Growing consensus on the harm-reduction potential of e-cigarettes

Media Release
Royal Society for Public Health

RSPH welcomes the new report by the Royal College of Physicians (RCP), Nicotine without smoke: tobacco harm reduction, which recognises that e-cigarettes offer a vastly safer alternative to tobacco and for some, may be a useful smoking cessation tool.

Since e-cigarettes entered the market in the mid-2000s, the popularity of these products has grown exponentially, with an estimated 2.6 million users in the UK. However e-cigarette-use, or ‘vaping’, has not been without controversy, with some raising concerns about the safety and long-term impact of these products.

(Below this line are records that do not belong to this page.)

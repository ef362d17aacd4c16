use std::collections::HashMap;

use async_trait::async_trait;
use tokio::sync::RwLock;

use super::{EmbeddedRecord, SearchResult, VectorStore, VectorStoreError};
use crate::models::ReferenceCategory;

/// Brute-force cosine store for tests and local runs.
#[derive(Default)]
pub struct MemoryVectorStore {
    records: RwLock<HashMap<String, EmbeddedRecord>>,
}

impl MemoryVectorStore {
    pub fn new() -> Self {
        Self::default()
    }

    pub async fn len(&self) -> usize {
        self.records.read().await.len()
    }

    pub async fn is_empty(&self) -> bool {
        self.records.read().await.is_empty()
    }
}

fn cosine(a: &[f32], b: &[f32]) -> f32 {
    let dot: f32 = a.iter().zip(b).map(|(x, y)| x * y).sum();
    let norm_a = a.iter().map(|x| x * x).sum::<f32>().sqrt();
    let norm_b = b.iter().map(|x| x * x).sum::<f32>().sqrt();
    if norm_a == 0.0 || norm_b == 0.0 {
        0.0
    } else {
        dot / (norm_a * norm_b)
    }
}

#[async_trait]
impl VectorStore for MemoryVectorStore {
    async fn upsert(&self, record: EmbeddedRecord) -> Result<(), VectorStoreError> {
        let mut records = self.records.write().await;
        if let Some(existing) = records.values().next() {
            if existing.vector.len() != record.vector.len() {
                return Err(VectorStoreError::InvalidDimension {
                    expected: existing.vector.len(),
                    actual: record.vector.len(),
                });
            }
        }
        records.insert(record.id.clone(), record);
        Ok(())
    }

    async fn query(
        &self,
        vector: &[f32],
        category: ReferenceCategory,
        limit: u64,
    ) -> Result<Vec<SearchResult>, VectorStoreError> {
        let records = self.records.read().await;
        let mut hits: Vec<SearchResult> = records
            .values()
            .filter(|r| r.category == category)
            .map(|r| SearchResult {
                id: r.id.clone(),
                score: cosine(vector, &r.vector),
                text: r.text.clone(),
                category: r.category.as_str().to_string(),
                metadata: serde_json::Map::from_iter([(
                    "source".to_string(),
                    serde_json::Value::String(r.source.clone()),
                )]),
            })
            .collect();

        hits.sort_by(|a, b| b.score.total_cmp(&a.score).then_with(|| a.id.cmp(&b.id)));
        hits.truncate(limit as usize);
        Ok(hits)
    }

    async fn delete(&self, id: &str) -> Result<(), VectorStoreError> {
        self.records.write().await.remove(id);
        Ok(())
    }

    async fn delete_source(
        &self,
        category: ReferenceCategory,
        source: &str,
    ) -> Result<(), VectorStoreError> {
        self.records
            .write()
            .await
            .retain(|_, r| r.category != category || r.source != source);
        Ok(())
    }
}

#[cfg(test)]
mod tests {
    use super::*;

    fn record(id: &str, category: ReferenceCategory, vector: Vec<f32>) -> EmbeddedRecord {
        EmbeddedRecord {
            id: id.to_string(),
            category,
            source: "rubric".to_string(),
            text: format!("text of {id}"),
            vector,
        }
    }

    #[tokio::test]
    async fn test_query_filters_by_category_and_ranks() {
        let store = MemoryVectorStore::new();
        store
            .upsert(record("jd_0", ReferenceCategory::JobDescription, vec![1.0, 0.0]))
            .await
            .unwrap();
        store
            .upsert(record("jd_1", ReferenceCategory::JobDescription, vec![0.6, 0.8]))
            .await
            .unwrap();
        store
            .upsert(record("cs_0", ReferenceCategory::CaseStudy, vec![1.0, 0.0]))
            .await
            .unwrap();

        let hits = store
            .query(&[1.0, 0.0], ReferenceCategory::JobDescription, 5)
            .await
            .unwrap();

        let ids: Vec<&str> = hits.iter().map(|h| h.id.as_str()).collect();
        assert_eq!(ids, vec!["jd_0", "jd_1"]);
        assert!((hits[0].score - 1.0).abs() < 1e-6);
        assert!(hits.iter().all(|h| h.category == "job_description"));
    }

    #[tokio::test]
    async fn test_upsert_replaces_and_delete_source_removes() {
        let store = MemoryVectorStore::new();
        store
            .upsert(record("a", ReferenceCategory::CvRubric, vec![1.0]))
            .await
            .unwrap();
        store
            .upsert(record("a", ReferenceCategory::CvRubric, vec![2.0]))
            .await
            .unwrap();
        store
            .upsert(record("b", ReferenceCategory::ProjectRubric, vec![1.0]))
            .await
            .unwrap();
        assert_eq!(store.len().await, 2);

        store.delete("missing").await.unwrap();
        assert_eq!(store.len().await, 2);
        store
            .delete_source(ReferenceCategory::CvRubric, "rubric")
            .await
            .unwrap();
        assert_eq!(store.len().await, 1);
        let left = store
            .query(&[1.0], ReferenceCategory::ProjectRubric, 5)
            .await
            .unwrap();
        assert_eq!(left[0].id, "b");
        assert_eq!(left[0].metadata.get("source"), Some(&serde_json::json!("rubric")));

        store.delete("b").await.unwrap();
        assert!(store.is_empty().await);
    }

    #[tokio::test]
    async fn test_dimension_mismatch_is_rejected() {
        let store = MemoryVectorStore::new();
        store
            .upsert(record("a", ReferenceCategory::CvRubric, vec![1.0, 0.0]))
            .await
            .unwrap();
        let err = store
            .upsert(record("b", ReferenceCategory::CvRubric, vec![1.0]))
            .await
            .unwrap_err();
        assert!(matches!(err, VectorStoreError::InvalidDimension { expected: 2, actual: 1 }));
    }
}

Evidence to date indicates that e-cigarette-use presents just a fraction of the risk associated with tobacco smoking, due to the absence of the vast majority of the 4000 toxicants and carcinogens present in combustible tobacco products. An evidence review released last year by Public Health England estimates that e-cigarettes are roughly 95% less harmful than smoked tobacco.

As the RCP report recognizes, it is vital that we continue to monitor the evidence-base, particularly with regard to long-term impact, but as it stands, the concerns relating to ‘gateway’ and normalization of smoking behavior, are not supported by evidence.

For many, e-cigarettes have become the smoking cessation tool of choice, with a growing number using them as a way of stopping smoking or cutting down, but as the report discusses, we must ensure that the harm reduction potential of e-cigarettes is not stifled by disproportionate regulation.

Shirley Cramer, Chief Executive, RSPH stated: “Reducing smoking prevalence has been the defining challenge of the last century – concerted efforts from both health professionals and Government alike has achieved substantial success, but there is more work to be done.

Smoking remains the leading cause of preventable illness and death in the UK, with a staggering 100,000 people still dying each year. Whilst we must continue to be vigilant in monitoring the evidence base, we must capitalise on the opportunity presented to us by e-cigarettes and promote them as safer source of nicotine and potential tool for stopping smoking.

The success of the 20th century was the substantial reduction in smoking rates; with the support of e-cigarettes, the success of the 21st century, could be its eradication.”